Functional deficiencies of components of the MHC class I antigen pathway in human tumors of epithelial origin

Abstract

An association between oncogenic transformation and repression of different components of the MHC class I antigen processing machinery (APM) have been described in murine model systems. In order to discover whether a similar correlation exists, human tumor cell lines of distinct histology with altered ras protein were analyzed for the expression of APM components utilizing RT-PCR and Western blot analyses. A heterogeneous expression pattern of MHC class I antigens, TAP peptide transporter, proteasome subunits, proteasome activator PA28 and the chaperones calnexin, calreticulin as well as tapasin was displayed by these tumor cell lines. Single or combined deficiencies in the expression and/or function of TAP, LMP2, LMP10 and tapasin were demonstrated in 11 of 12 cell lines studied, whereas the expression of calnexin, calreticulin, beta2-microglobulin, LMP7 and PA28alpha was unaltered or only weakly decreased.

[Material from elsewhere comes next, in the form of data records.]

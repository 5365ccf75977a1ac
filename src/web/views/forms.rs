use super::Card;
use crate::schema::FieldErrors;
use crate::user::{initials, User};
use leptos::prelude::*;

/// Rendering state shared by every form.
pub struct FormView<'a> {
    pub form_id: &'a str,
    pub errors: &'a FieldErrors,
    pub disabled: bool,
}

impl FormView<'_> {
    fn input(&self, name: &'static str, label: &'static str, kind: &'static str) -> Input {
        Input {
            name,
            label,
            kind,
            value: String::new(),
            placeholder: "",
            error: self.errors.get(name).map(ToString::to_string),
        }
    }
}

/// One labelled input of a form and its first validation error.
struct Input {
    name: &'static str,
    label: &'static str,
    kind: &'static str,
    value: String,
    placeholder: &'static str,
    error: Option<String>,
}

impl Input {
    fn value(mut self, value: &str) -> Self {
        self.value = value.to_string();
        self
    }

    fn placeholder(mut self, placeholder: &'static str) -> Self {
        self.placeholder = placeholder;
        self
    }
}

/// Passwords and files are never prefilled.
#[component]
fn Field(input: Input, disabled: bool) -> impl IntoView {
    let Input {
        name,
        label,
        kind,
        value,
        placeholder,
        error,
    } = input;
    let value = (kind != "password" && kind != "file").then_some(value);
    let accept = (kind == "file").then_some("image/*");

    view! {
        <div class="field">
            <label for=name>{label}</label>
            <input
                id=name
                name=name
                type=kind
                value=value
                accept=accept
                placeholder=placeholder
                disabled=disabled
            />
            {error.map(|message| view! { <p class="field-error">{message}</p> })}
        </div>
    }
}

#[component]
fn PostForm(
    #[prop(into)] action: String,
    #[prop(into)] form_id: String,
    #[prop(optional)] multipart: bool,
    #[prop(optional)] hidden: Vec<(&'static str, String)>,
    inputs: Vec<Input>,
    disabled: bool,
    submit: &'static str,
) -> impl IntoView {
    let enctype = multipart.then_some("multipart/form-data");

    view! {
        <form method="post" action=action enctype=enctype>
            <input type="hidden" name="form_id" value=form_id/>
            {hidden
                .into_iter()
                .map(|(name, value)| view! { <input type="hidden" name=name value=value/> })
                .collect_view()}
            {inputs
                .into_iter()
                .map(|input| view! { <Field input=input disabled=disabled/> })
                .collect_view()}
            <button type="submit" disabled=disabled>{submit}</button>
        </form>
    }
}

#[must_use]
pub fn login(view: &FormView<'_>, email: &str, redirect_to: Option<&str>) -> AnyView {
    let form_id = view.form_id.to_string();
    let disabled = view.disabled;
    let hidden: Vec<(&'static str, String)> = redirect_to
        .map(|redirect_to| ("redirect_to", redirect_to.to_string()))
        .into_iter()
        .collect();
    let inputs = vec![
        view.input("email", "Email", "email")
            .value(email)
            .placeholder("m@example.com"),
        view.input("password", "Password", "password")
            .placeholder("********"),
    ];

    view! {
        <Card title="Login" description="Enter your email below to login to your account">
            <PostForm
                action="/login"
                form_id=form_id
                hidden=hidden
                inputs=inputs
                disabled=disabled
                submit="Login"
            />
            <p><a href="/forgot-password">"Forgot your password?"</a></p>
            <p>"Don't have an account? " <a href="/register">"Register"</a></p>
        </Card>
    }
    .into_any()
}

#[must_use]
pub fn register(view: &FormView<'_>, email: &str) -> AnyView {
    let form_id = view.form_id.to_string();
    let disabled = view.disabled;
    let inputs = vec![
        view.input("email", "Email", "email")
            .value(email)
            .placeholder("m@example.com"),
        view.input("password", "Password", "password")
            .placeholder("********"),
        view.input("confirm_password", "Confirm Password", "password")
            .placeholder("********"),
    ];

    view! {
        <Card title="Register" description="Please fill out the form to create a new account">
            <PostForm
                action="/register"
                form_id=form_id
                inputs=inputs
                disabled=disabled
                submit="Register"
            />
            <p>"Already have an account? " <a href="/login">"Login"</a></p>
        </Card>
    }
    .into_any()
}

#[must_use]
pub fn forgot_password(view: &FormView<'_>, email: &str) -> AnyView {
    let form_id = view.form_id.to_string();
    let disabled = view.disabled;
    let inputs = vec![view
        .input("email", "Email", "email")
        .value(email)
        .placeholder("m@example.com")];

    view! {
        <Card title="Forgot Password" description="Enter your email address to reset your password.">
            <PostForm
                action="/forgot-password"
                form_id=form_id
                inputs=inputs
                disabled=disabled
                submit="Send Reset Link"
            />
        </Card>
    }
    .into_any()
}

/// `action` keeps the link's query string so a link error also applies on submit.
#[must_use]
pub fn reset_password(view: &FormView<'_>, action: &str) -> AnyView {
    let action = action.to_string();
    let form_id = view.form_id.to_string();
    let disabled = view.disabled;
    let inputs = vec![
        view.input("password", "New Password", "password")
            .placeholder("********"),
        view.input("confirm_password", "Confirm New Password", "password")
            .placeholder("********"),
    ];

    view! {
        <Card title="Reset Password" description="Enter a new password and the confirmation below.">
            <PostForm
                action=action
                form_id=form_id
                inputs=inputs
                disabled=disabled
                submit="Reset Password"
            />
        </Card>
    }
    .into_any()
}

#[must_use]
pub fn account(view: &FormView<'_>, email: &str, phone: &str) -> AnyView {
    let inputs = vec![
        view.input("email", "Email", "email")
            .value(email)
            .placeholder("m@acme.com"),
        view.input("phone", "Phone", "tel").value(phone),
        view.input("password", "New Password", "password")
            .placeholder("********"),
        view.input("confirm_password", "Confirm New Password", "password")
            .placeholder("********"),
    ];

    view! {
        <PostForm
            action="/settings/account"
            form_id=view.form_id
            inputs=inputs
            disabled=view.disabled
            submit="Update account"
        />
    }
    .into_any()
}

pub struct ProfileFields<'a> {
    pub username: &'a str,
    pub full_name: &'a str,
    pub website: &'a str,
}

impl<'a> ProfileFields<'a> {
    /// Values of the stored profile, empty for missing columns.
    #[must_use]
    pub fn from_user(user: Option<&'a User>) -> Self {
        Self {
            username: user.and_then(|user| user.username.as_deref()).unwrap_or_default(),
            full_name: user.and_then(|user| user.name.as_deref()).unwrap_or_default(),
            website: user.and_then(|user| user.website.as_deref()).unwrap_or_default(),
        }
    }
}

#[component]
fn LargeAvatar(avatar: Option<String>, name: Option<String>) -> impl IntoView {
    match avatar {
        Some(src) => {
            let alt = name.unwrap_or_default();
            view! { <img class="avatar avatar-lg" src=src alt=alt/> }.into_any()
        }
        None => {
            let initials = initials(name.as_deref());
            view! { <span class="avatar avatar-lg">{initials}</span> }.into_any()
        }
    }
}

#[must_use]
pub fn profile(view: &FormView<'_>, user: Option<&User>, fields: &ProfileFields<'_>) -> AnyView {
    let avatar = user.and_then(|user| user.avatar.clone());
    let name = user.and_then(|user| user.name.clone());
    let inputs = vec![
        view.input("avatar", "Avatar", "file"),
        view.input("username", "Username", "text")
            .value(fields.username)
            .placeholder("username"),
        view.input("full_name", "Full Name", "text")
            .value(fields.full_name)
            .placeholder("Full Name"),
        view.input("website", "Website", "url")
            .value(fields.website)
            .placeholder("https://www.example.com"),
    ];

    view! {
        <div class="profile-avatar">
            <LargeAvatar avatar=avatar name=name/>
        </div>
        <PostForm
            action="/settings/profile"
            form_id=view.form_id
            multipart=true
            inputs=inputs
            disabled=view.disabled
            submit="Update profile"
        />
    }
    .into_any()
}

The impaired expression of TAP, LMP subunits and tapasin was not associated with altered ras, but resulted in reduced MHC class I surface expression. In particular, a significant allele- and locus-specific downregulation of the HLA-A and HLA-B haplotypes was found. IFN-gamma treatment corrected the TAP, LMP and tapasin deficiencies and enhanced the constitutive PA28alpha, LMP7, calnexin and calreticulin expression which was accompanied with increased levels of MHC class I antigens. Thus, dysregulation rather than structural alterations of different APM components might be one mechanism of colon carcinoma, small cell lung carcinoma and pancreatic carcinoma cell lines to evade immune recognition.